Since this is not a how-to post, I'll leave that task to others. There are many fine tutorials teaching you how to use GarageBand to create enhanced audio files on the web. Here's a good
one in the form of a PDF.

I created an example using some ancient media describing the beginnings of the Space Shuttle program. Intended for school use, the package contained a cassette audio tape and a set of photo slides. The audio tape has sharp "beeps" to tell the projector operator when to advance to the next slide image. I've left those beeps in for their nostalgia value. Here's the enhanced audio file slide show:



You may download a copy of this file
here and it will play (larger) in QuickTime X Player, in the iTunes.app and may other venues that support QuickTime but just not iBooks Author and the iBooks it creates. This 18 minute presentation is only 21.4 MB in size! Space-efficiency isn't the only advantage of enhanced audio files. The assembly of the static images creates a chapter track that enables the viewer to quickly and easily move to any part of the presentation. This is great for studying a topic where revisiting a difficult section is helpful. Here's a screenshot to illustrate what a chapter track looks like:



Here's a view of the GarageBand project that created this enhanced audio file:



So, what would this presentation cost us in terms of file size if it were a video? I created an *.mp4 version with ScreenFlow using the same assets. That version weighed in at 198.2 MB. You may download a copy of that file here. The *.m4a file tipped the scales at 21.4 MB. The video version is approximately 9.3 times larger than the enhanced audio file yet playing them side by side reveals no important differences. Here's a screencast of that analysis:



If you'd like to download and view a larger version of this video, you may do that
here.

The one on the left is the c. 200 Mb video and the one on the right is the c. 20 Mb enhanced audio file. So, if you are at all impressed by the potential advantages of being able to use an enhanced audio file in an iBooks Author project, send in that enhancement request to Apple as described above and do that ASAP.

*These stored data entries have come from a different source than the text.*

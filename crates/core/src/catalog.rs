//! Item catalog: the ordered set of items defining the system's dimension.

use std::collections::HashMap;

use crate::error::{PlanError, PlanResult};
use crate::id::ItemId;

/// Ordered, deduplicated set of item identifiers.
///
/// Position in the catalog is the index used by every vector and matrix of a
/// computation. A catalog is immutable once built.
#[derive(Debug, Clone, PartialEq, Eq)]
pub struct Catalog {
    items: Vec<ItemId>,
    index: HashMap<ItemId, usize>,
}

impl Catalog {
    /// Build a catalog from the provider's ordered item list.
    ///
    /// Fails with `CatalogEmpty` if no items are supplied. Repeated
    /// identifiers keep their first position.
    pub fn new<I>(items: I) -> PlanResult<Self>
    where
        I: IntoIterator,
        I::Item: Into<ItemId>,
    {
        let mut ordered: Vec<ItemId> = Vec::new();
        let mut index: HashMap<ItemId, usize> = HashMap::new();
        let mut duplicates: Vec<ItemId> = Vec::new();

        for item in items {
            let item = item.into();
            if index.contains_key(&item) {
                duplicates.push(item);
                continue;
            }
            index.insert(item.clone(), ordered.len());
            ordered.push(item);
        }

        if ordered.is_empty() {
            return Err(PlanError::CatalogEmpty);
        }

        if !duplicates.is_empty() {
            tracing::warn!(
                count = duplicates.len(),
                "catalog contained duplicate item ids (first occurrence kept): {:?}",
                duplicates
            );
        }

        Ok(Self {
            items: ordered,
            index,
        })
    }

    pub fn len(&self) -> usize {
        self.items.len()
    }

    /// Always false for a constructed catalog.
    pub fn is_empty(&self) -> bool {
        self.items.is_empty()
    }

    pub fn items(&self) -> &[ItemId] {
        &self.items
    }

    pub fn iter(&self) -> impl Iterator<Item = &ItemId> {
        self.items.iter()
    }

    /// Position of `item`, if it belongs to the catalog.
    pub fn index_of(&self, item: &ItemId) -> Option<usize> {
        self.index.get(item).copied()
    }

    pub fn contains(&self, item: &ItemId) -> bool {
        self.index.contains_key(item)
    }

    /// Identifier at `index`.
    pub fn get(&self, index: usize) -> Option<&ItemId> {
        self.items.get(index)
    }
}

#[cfg(test)]
mod tests {
    use super::*;

    #[test]
    fn empty_catalog_is_rejected() {
        let err = Catalog::new(Vec::<ItemId>::new()).unwrap_err();
        assert_eq!(err, PlanError::CatalogEmpty);
    }

    #[test]
    fn preserves_provider_order() {
        let catalog = Catalog::new(["B", "A", "C"]).unwrap();
        assert_eq!(catalog.index_of(&ItemId::new("B")), Some(0));
        assert_eq!(catalog.index_of(&ItemId::new("C")), Some(2));
        assert_eq!(catalog.get(1), Some(&ItemId::new("A")));
    }

    #[test]
    fn duplicates_keep_first_position() {
        let catalog = Catalog::new(["A", "B", "A"]).unwrap();
        assert_eq!(catalog.len(), 2);
        assert_eq!(catalog.index_of(&ItemId::new("A")), Some(0));
        assert_eq!(catalog.index_of(&ItemId::new("B")), Some(1));
    }

    #[test]
    fn unknown_item_has_no_index() {
        let catalog = Catalog::new(["A"]).unwrap();
        assert!(!catalog.contains(&ItemId::new("GHOST")));
        assert_eq!(catalog.index_of(&ItemId::new("GHOST")), None);
    }
}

By the way, you can add an enhanced audio file to an iBooks Author project and it will play the audio part. No slides though and that's where the biggest advantage is. Here's what that looks like in iBooks Author.



Note that there is an option for "Show Audio As:" that includes an "Image" option. That doesn't make the slides appear though. That's for drag/dropping a single image onto it that will appear throughout the duration of the audio. Yes, I got real excited when I first saw that.


1 comment:

  1. Use of the enhanced audio file makes sense. As a media creator novice, I can see file size problems are issues when working with video. Video is the last file type that I plan to create for my eBook.